Collected data entries:
□ □ □ □ □ □ □

//! ICE server and relay policy validation.

use crate::schema::LecternConfig;

const ICE_SCHEMES: [&str; 4] = ["stun:", "stuns:", "turn:", "turns:"];

pub(crate) fn validate_transport(errors: &mut Vec<String>, config: &LecternConfig) {
    let transport = &config.transport;

    for (i, server) in transport.ice_servers.iter().enumerate() {
        if server.urls.is_empty() {
            errors.push(format!("transport.ice_servers[{i}].urls must not be empty"));
        }
        for url in &server.urls {
            if !ICE_SCHEMES.iter().any(|scheme| url.starts_with(scheme)) {
                errors.push(format!(
                    "transport.ice_servers[{i}] url {url} is not a stun:/turn: url"
                ));
            }
        }
        if server.is_relay() && (server.username.is_none() || server.credential.is_none()) {
            errors.push(format!(
                "transport.ice_servers[{i}] is a TURN server and needs username and credential"
            ));
        }
    }

    if transport.force_relay && !transport.ice_servers.iter().any(|s| s.is_relay()) {
        errors.push("transport.force_relay requires at least one turn: server".into());
    }
}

□ □ □ □ □ □ □

◆ **WORK INSTRUCTIONS**:
From the data above, copy each line where the string "credential" appears.

◆ **EXERCISE RESPONSE**:
        if server.is_relay() && (server.username.is_none() || server.credential.is_none()) {
                "transport.ice_servers[{i}] is a TURN server and needs username and credential"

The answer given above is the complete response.